Tuesday, 20 January 2009

  • Oh today

    The first half of today has kind of been a botched day.  I got through it somehow, grace of God.  The past 3 days I didn't do devos, which once again I realize how much not spending time, or spending time with God effects my life.  And it seems to just build either way.  But today I read a bit, but walking downtown I asked God simply which way to walk.  I walked the way I thought I was supposed to and continued to pray and think.  I walked by this girl, Amanda Rankin, that I've played volleyball with past semesters (she's the setter for the CU girls).  She is also coincidently in my intro to accounting class this semester and asked me to sit with her the other day.  So i walked by, and she didnt really recognize me, I had a hat on and was sort of walking with my head down.  I debated on whether to say anything but didnt and walked right by.  As soon as I got by a little voice went through my head, "That was your chance, thats why I wanted you to walk this way."  Crap.  Failed again.  Hopefully I'll be able to hear/listen better next time.  Anyway, leading cell group tonight.  Not really nervous, but I just dont know how it will go.  I've never done anything like this before really, so we'll see.

Sunday, 09 November 2008

  • Real People

    This is a paper I wrote for a class, but it gives a rundown of my week kinda.. and i dont feel like writing more about it right now so.. here tis

    This week was very long for me.  Not a bad long though, it was really good.  Last weekend there was a Christian conference that myself and over 90 other people from the surrounding campuses went to.  Then on Monday night a bunch of my friends and I hung out in Canton at a mutual friends house.  We goofed off a lot, ate Chinese food with chopsticks out of the box, and then probably the highlight of my week, we had a four hour long prophetic prayer meeting that lasted until about 2am the next morning (Tuesday also happened to be my birthday).  We also had cake, which my friend Laura made for me, and ice-cream to celebrate.  Wednesday in my world religions class we had a guest speaker by the name of John Ault come in and speak to the class about Christianity, I was very excited for this.  To finish out my week I attended three Christian outreach concerts that were at Clarkson, SLU, and Potsdam.  I also hung out afterwards until the wee hours of the morning on Friday and Saturday.  All of this is to give the background for the topic of discussion.  I spent a lot of time around some people that I knew but never really hung out with, didn’t really know.  This may not seem out of the ordinary except for the fact that we were real.

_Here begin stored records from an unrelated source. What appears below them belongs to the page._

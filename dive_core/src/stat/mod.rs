//! Stat registry - every stat the engine knows about and how it combines

mod bucketing;
mod definition;

pub use bucketing::{additive, multiplicative, Bucketing};
pub use definition::{definition, format_stat_value, lookup, StatDefinition, StatKind};

use serde::{Deserialize, Serialize};
use std::collections::BTreeMap;

/// Sparse per-stat values; a missing key reads as "no contribution"
pub type StatMap = BTreeMap<Stat, f64>;

/// Identifier for a character or weapon stat
///
/// The set is closed: anything that names a stat (upgrades, meta upgrades,
/// class mods, gear) must name one of these, so every stat always has a
/// [`StatDefinition`].
#[derive(
    Debug,
    Clone,
    Copy,
    PartialEq,
    Eq,
    PartialOrd,
    Ord,
    Hash,
    Serialize,
    Deserialize,
    strum::Display,
    strum::EnumString,
    strum::AsRefStr,
)]
#[serde(rename_all = "snake_case")]
#[strum(serialize_all = "snake_case")]
pub enum Stat {
    // Survivability
    Health,
    LifeRegen,
    Armor,
    DodgeChance,
    // Movement
    MoveSpeed,
    // Offense
    Damage,
    FireRate,
    ReloadSpeed,
    CritChance,
    CritDamage,
    StatusDamage,
    StatusPotency,
    // Utility
    PickupRadius,
    XpGain,
    MiningSpeed,
    Lifetime,
    Luck,
    // Weapon-only
    WeaponRange,
    ExplosionRadius,
    Piercing,
    DroneCount,
    BeamCount,
    WeaponLevel,
    // Run resources
    StartingNitra,
    StartingGold,
    ArtifactRerolls,
}

impl Stat {
    /// Get every stat
    pub fn all() -> &'static [Stat] {
        &[
            Stat::Health,
            Stat::LifeRegen,
            Stat::Armor,
            Stat::DodgeChance,
            Stat::MoveSpeed,
            Stat::Damage,
            Stat::FireRate,
            Stat::ReloadSpeed,
            Stat::CritChance,
            Stat::CritDamage,
            Stat::StatusDamage,
            Stat::StatusPotency,
            Stat::PickupRadius,
            Stat::XpGain,
            Stat::MiningSpeed,
            Stat::Lifetime,
            Stat::Luck,
            Stat::WeaponRange,
            Stat::ExplosionRadius,
            Stat::Piercing,
            Stat::DroneCount,
            Stat::BeamCount,
            Stat::WeaponLevel,
            Stat::StartingNitra,
            Stat::StartingGold,
            Stat::ArtifactRerolls,
        ]
    }

    /// Character stats in display order
    pub fn character_stats() -> &'static [Stat] {
        &[
            Stat::Health,
            Stat::LifeRegen,
            Stat::Armor,
            Stat::DodgeChance,
            Stat::MoveSpeed,
            Stat::Damage,
            Stat::FireRate,
            Stat::ReloadSpeed,
            Stat::CritChance,
            Stat::CritDamage,
            Stat::StatusDamage,
            Stat::PickupRadius,
            Stat::XpGain,
            Stat::MiningSpeed,
            Stat::Lifetime,
        ]
    }

    /// Registry entry for this stat
    pub fn definition(self) -> &'static StatDefinition {
        definition(self)
    }

    /// Value of this stat when no source contributes to it
    pub fn neutral_value(self) -> f64 {
        self.definition().kind.neutral_value()
    }
}
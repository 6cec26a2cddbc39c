//! Weapon - static weapon records

use crate::types::{Class, WeaponTag};
use serde::{Deserialize, Serialize};
use std::collections::BTreeSet;

/// Immutable weapon definition
#[derive(Debug, Clone, PartialEq, Serialize, Deserialize)]
pub struct Weapon {
    pub id: String,
    pub name: String,
    /// Damage per shot
    pub base_damage: f64,
    /// Shots per second
    pub fire_rate: f64,
    pub clip_size: u32,
    /// Seconds
    pub reload_time: f64,
    pub tags: BTreeSet<WeaponTag>,
    pub class: Class,
}

impl Weapon {
    pub fn has_tag(&self, tag: WeaponTag) -> bool {
        self.tags.contains(&tag)
    }
}
//! StatAccumulator - Collects stat contributions before computing CharacterStats

use super::{CharacterStats, StatValue};
use crate::stat::{Stat, StatMap};
use std::collections::BTreeMap;

/// Accumulates contributions from every [`crate::source::StatSource`]
///
/// Stats nobody touched end up at their neutral value.
#[derive(Debug, Clone, Default)]
pub struct StatAccumulator {
    values: BTreeMap<Stat, StatValue>,
}

impl StatAccumulator {
    /// Create a new empty accumulator
    pub fn new() -> Self {
        StatAccumulator::default()
    }

    fn entry(&mut self, stat: Stat) -> &mut StatValue {
        self.values.entry(stat).or_default()
    }

    pub fn add_base(&mut self, stat: Stat, value: f64) {
        self.entry(stat).add_base(value);
    }

    pub fn add_flat(&mut self, stat: Stat, value: f64) {
        self.entry(stat).add_flat(value);
    }

    pub fn add_multiplier(&mut self, stat: Stat, value: f64) {
        self.entry(stat).add_multiplier(value);
    }

    pub fn add_outer_multiplier(&mut self, stat: Stat, value: f64) {
        self.entry(stat).add_outer_multiplier(value);
    }

    pub fn add_post_flat(&mut self, stat: Stat, value: f64) {
        self.entry(stat).add_post_flat(value);
    }

    /// Contributions collected so far for a stat
    pub fn get(&self, stat: Stat) -> Option<&StatValue> {
        self.values.get(&stat)
    }

    /// Compute the final value of every stat
    pub fn finish(&self) -> CharacterStats {
        let values: StatMap = Stat::all()
            .iter()
            .map(|stat| {
                let kind = stat.definition().kind;
                let value = self
                    .values
                    .get(stat)
                    .map_or_else(|| kind.neutral_value(), |v| v.compute(kind));
                (*stat, value)
            })
            .collect();
        CharacterStats::from_map(values)
    }
}
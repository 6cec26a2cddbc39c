//! ClassBaseSource - Stats every member of a class starts with

use crate::character::StatAccumulator;
use crate::source::StatSource;
use crate::stat::StatMap;

/// Base stats of the selected class
pub struct ClassBaseSource<'a> {
    base_stats: &'a StatMap,
}

impl<'a> ClassBaseSource<'a> {
    pub fn new(base_stats: &'a StatMap) -> Self {
        ClassBaseSource { base_stats }
    }
}

impl StatSource for ClassBaseSource<'_> {
    fn id(&self) -> &str {
        "class_base"
    }

    fn priority(&self) -> i32 {
        -100 // Base stats apply first
    }

    fn apply(&self, stats: &mut StatAccumulator) {
        for (stat, value) in self.base_stats {
            stats.add_base(*stat, *value);
        }
    }
}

                    On our way to the conference Friday, one of the travelers in my car suggested that we play the game “I have never.”  I was a bit surprised at this, knowing that the game usually leads into some questions that people generally do not want to talk about, and this was a Christian group.  Needless to say, the hard questions were asked.  People had to delve into their past and reveal things that they had done that maybe they weren’t all too proud of.  But I believe this is a good thing.  This is how you get close, and how true friendships are built.  Even after the two and a half hour car ride I felt like I knew these people and that we were really friends, true friends, and I felt so much closer.  After the conference, on the car ride home, we got into another discussion.  This time it was about what God had said to us and taught us at the conference.  Both car rides required a serious amount of vulnerability, and I think that this vulnerability is what really produces good, true friendships.

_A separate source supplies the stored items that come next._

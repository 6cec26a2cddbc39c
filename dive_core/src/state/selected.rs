//! SelectedUpgrades - mid-dive upgrades pinned to a weapon

use crate::types::Rarity;
use serde::{Deserialize, Serialize};

/// Default cap on the total number of selected upgrades
pub const MAX_SELECTED_UPGRADES: usize = 50;

/// One applied upgrade instance
///
/// `value` is the bonus resolved at selection time.
#[derive(Debug, Clone, PartialEq, Serialize, Deserialize)]
#[serde(rename_all = "camelCase")]
pub struct SelectedUpgrade {
    pub weapon_id: String,
    pub upgrade_name: String,
    pub rarity: Rarity,
    pub value: f64,
}

impl SelectedUpgrade {
    fn is(&self, weapon_id: &str, upgrade_name: &str, rarity: Rarity) -> bool {
        self.weapon_id == weapon_id && self.upgrade_name == upgrade_name && self.rarity == rarity
    }
}

/// Bounded multiset of applied upgrades
///
/// The same weapon/upgrade/rarity triple may appear more than once; every
/// instance stacks.
#[derive(Debug, Clone, PartialEq, Serialize, Deserialize)]
#[serde(transparent)]
pub struct SelectedUpgrades {
    upgrades: Vec<SelectedUpgrade>,
    #[serde(skip, default = "default_capacity")]
    capacity: usize,
}

fn default_capacity() -> usize {
    MAX_SELECTED_UPGRADES
}

impl Default for SelectedUpgrades {
    fn default() -> Self {
        Self::with_capacity(default_capacity())
    }
}

impl SelectedUpgrades {
    pub fn new() -> Self {
        Self::default()
    }

    pub fn with_capacity(capacity: usize) -> Self {
        SelectedUpgrades {
            upgrades: Vec::new(),
            capacity,
        }
    }

    /// Add an instance; returns `false` once the cap is reached
    pub fn add(&mut self, upgrade: SelectedUpgrade) -> bool {
        if self.upgrades.len() >= self.capacity {
            tracing::debug!(
                capacity = self.capacity,
                upgrade = %upgrade.upgrade_name,
                "Selected upgrade cap reached"
            );
            return false;
        }
        self.upgrades.push(upgrade);
        true
    }

    /// Remove one matching instance
    pub fn remove_one(&mut self, weapon_id: &str, upgrade_name: &str, rarity: Rarity) -> bool {
        match self
            .upgrades
            .iter()
            .position(|u| u.is(weapon_id, upgrade_name, rarity))
        {
            Some(index) => {
                self.upgrades.remove(index);
                true
            }
            None => false,
        }
    }

    pub fn count(&self, weapon_id: &str, upgrade_name: &str, rarity: Rarity) -> usize {
        self.upgrades
            .iter()
            .filter(|u| u.is(weapon_id, upgrade_name, rarity))
            .count()
    }

    /// Drop every instance applied to a weapon
    pub fn clear_weapon(&mut self, weapon_id: &str) {
        self.upgrades.retain(|u| u.weapon_id != weapon_id);
    }

    pub fn clear(&mut self) {
        self.upgrades.clear();
    }

    /// Keep at most the cap, discarding the newest entries
    pub(crate) fn truncate_to_capacity(&mut self) {
        if self.upgrades.len() > self.capacity {
            tracing::warn!(
                stored = self.upgrades.len(),
                capacity = self.capacity,
                "Truncating selected upgrades to cap"
            );
            self.upgrades.truncate(self.capacity);
        }
    }

    pub fn len(&self) -> usize {
        self.upgrades.len()
    }

    pub fn is_empty(&self) -> bool {
        self.upgrades.is_empty()
    }

    pub fn capacity(&self) -> usize {
        self.capacity
    }

    pub fn as_slice(&self) -> &[SelectedUpgrade] {
        &self.upgrades
    }

    pub fn for_weapon<'a>(&'a self, weapon_id: &'a str) -> impl Iterator<Item = &'a SelectedUpgrade> {
        self.upgrades.iter().filter(move |u| u.weapon_id == weapon_id)
    }
}
//! Subcommands: each one mutates the selections or prints a table

use crate::app::App;
use crate::output;
use anyhow::{bail, Result};
use clap::{Parser, Subcommand};
use dive_core::prelude::*;
use dive_core::state::GlobalUpgradeKey;

#[derive(Subcommand)]
pub enum Command {
    /// Show the current build
    Show,

    /// Select a class mod (equips its starting weapon in slot 0)
    Class {
        /// Class mod name, e.g. "Juggernaut"
        name: Option<String>,

        /// List the class mods instead
        #[arg(long, conflicts_with = "name")]
        list: bool,
    },

    /// Equip a weapon into a slot (0-3)
    Equip { slot: usize, weapon_id: String },

    /// Empty a slot and drop its pinned upgrades
    Unequip { slot: usize },

    /// Meta upgrade levels
    #[command(subcommand)]
    Meta(MetaCommand),

    /// Mid-dive upgrades pinned to a weapon
    #[command(subcommand)]
    Upgrade(UpgradeCommand),

    /// Tag-mastery upgrades that apply to every matching weapon
    #[command(subcommand)]
    Global(GlobalCommand),

    /// Gear bonuses
    #[command(subcommand)]
    Gear(GearCommand),

    /// Clear every mid-dive pick, keeping meta levels and loadout
    ResetRun,

    /// Evaluate the DPS formula on raw numbers
    Dps(DpsArgs),
}

#[derive(Subcommand)]
pub enum MetaCommand {
    /// Set a level (clamped to the upgrade's range)
    Set { id: String, level: i64 },
    /// Raise a level by one
    Inc { id: String },
    /// Lower a level by one
    Dec { id: String },
    /// Put every meta upgrade back to level 0
    Reset,
    /// List meta upgrades with their current levels
    List,
}

#[derive(Subcommand)]
pub enum UpgradeCommand {
    /// Apply an upgrade to a weapon
    Add {
        weapon_id: String,
        name: String,
        rarity: Rarity,
    },
    /// Remove one applied instance
    Undo {
        weapon_id: String,
        name: String,
        rarity: Rarity,
    },
    /// List the upgrades a weapon accepts
    List { weapon_id: String },
}

#[derive(Parser)]
pub struct GlobalArgs {
    name: String,
    rarity: Rarity,
    /// Tag set of the upgrade, comma separated
    #[arg(long, value_delimiter = ',')]
    tags: Vec<WeaponTag>,
}

impl GlobalArgs {
    fn key(self) -> GlobalUpgradeKey {
        GlobalUpgradeKey::new(self.name, self.tags, self.rarity)
    }
}

#[derive(Subcommand)]
pub enum GlobalCommand {
    /// Pick a global upgrade once more
    Add(GlobalArgs),
    /// Drop one pick of a global upgrade
    Remove(GlobalArgs),
}

#[derive(Subcommand)]
pub enum GearCommand {
    /// Add a flat bonus, e.g. `armor 5`
    Flat { stat: Stat, value: f64 },
    /// Add a percentage bonus, e.g. `health 0.1` for +10%
    Percent { stat: Stat, value: f64 },
    /// Remove every gear bonus
    Clear,
}

#[derive(Parser)]
pub struct DpsArgs {
    damage: f64,
    fire_rate: f64,
    reload_time: f64,
    clip_size: u32,
    #[arg(long, default_value_t = 0.0)]
    crit_chance: f64,
    #[arg(long, default_value_t = 2.0)]
    crit_damage: f64,
}

impl Command {
    pub fn execute(self, app: &mut App) -> Result<()> {
        match self {
            Command::Show => {}
            Command::Class { list: true, .. } => output::print_class_mods(&app.data),
            Command::Class { name: Some(name), .. } => app.select_class_mod(&name)?,
            Command::Class { name: None, .. } => app.selection.class_mod = None,
            Command::Equip { slot, weapon_id } => app.equip(slot, &weapon_id)?,
            Command::Unequip { slot } => app.unequip(slot)?,
            Command::Meta(cmd) => cmd.execute(app)?,
            Command::Upgrade(cmd) => cmd.execute(app)?,
            Command::Global(GlobalCommand::Add(args)) => app.add_global(args.key())?,
            Command::Global(GlobalCommand::Remove(args)) => app.remove_global(&args.key())?,
            Command::Gear(GearCommand::Flat { stat, value }) => app.selection.gear.add_flat(stat, value),
            Command::Gear(GearCommand::Percent { stat, value }) => {
                app.selection.gear.add_percent(stat, value)
            }
            Command::Gear(GearCommand::Clear) => app.selection.gear.clear(),
            Command::ResetRun => app.selection.reset_run(),
            Command::Dps(args) => {
                let dps = calculate_dps(
                    args.damage,
                    args.fire_rate,
                    args.reload_time,
                    args.clip_size,
                    args.crit_chance,
                    args.crit_damage,
                )?;
                println!("{dps} DPS");
            }
        }
        Ok(())
    }
}

impl MetaCommand {
    fn execute(self, app: &mut App) -> Result<()> {
        let metas = &app.data.meta_upgrades;
        let levels = &mut app.selection.meta_levels;
        let known = match self {
            MetaCommand::Set { id, level } => levels.set(metas, &id, level).then_some(()).ok_or(id),
            MetaCommand::Inc { id } => levels.increment(metas, &id).then_some(()).ok_or(id),
            MetaCommand::Dec { id } => levels.decrement(metas, &id).then_some(()).ok_or(id),
            MetaCommand::Reset => {
                levels.reset_all(metas);
                Ok(())
            }
            MetaCommand::List => {
                output::print_meta_levels(metas, levels);
                Ok(())
            }
        };
        if let Err(id) = known {
            bail!("unknown meta upgrade '{id}'");
        }
        Ok(())
    }
}

impl UpgradeCommand {
    fn execute(self, app: &mut App) -> Result<()> {
        match self {
            UpgradeCommand::Add {
                weapon_id,
                name,
                rarity,
            } => app.add_upgrade(&weapon_id, &name, rarity)?,
            UpgradeCommand::Undo {
                weapon_id,
                name,
                rarity,
            } => app.undo_upgrade(&weapon_id, &name, rarity)?,
            UpgradeCommand::List { weapon_id } => output::print_upgrades(&app.upgrades_for(&weapon_id)?),
        }
        Ok(())
    }
}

                    Now onto Monday evening.  I found myself really seeing the character of many of the people that were there that night.  By just really spending time with people, caring, and spending time with God I felt closer to them.  Not to mention usually at these types of things there is a lot of encouragement, and struggles get dealt with.  Two of my friends one in particular, had never really opened up to people.  They didn’t trust people enough to let them know what was really going on with them.  Well, they opened up.  There was some crying, but it was good, it was necessary.  They were vulnerable.  They became true friends.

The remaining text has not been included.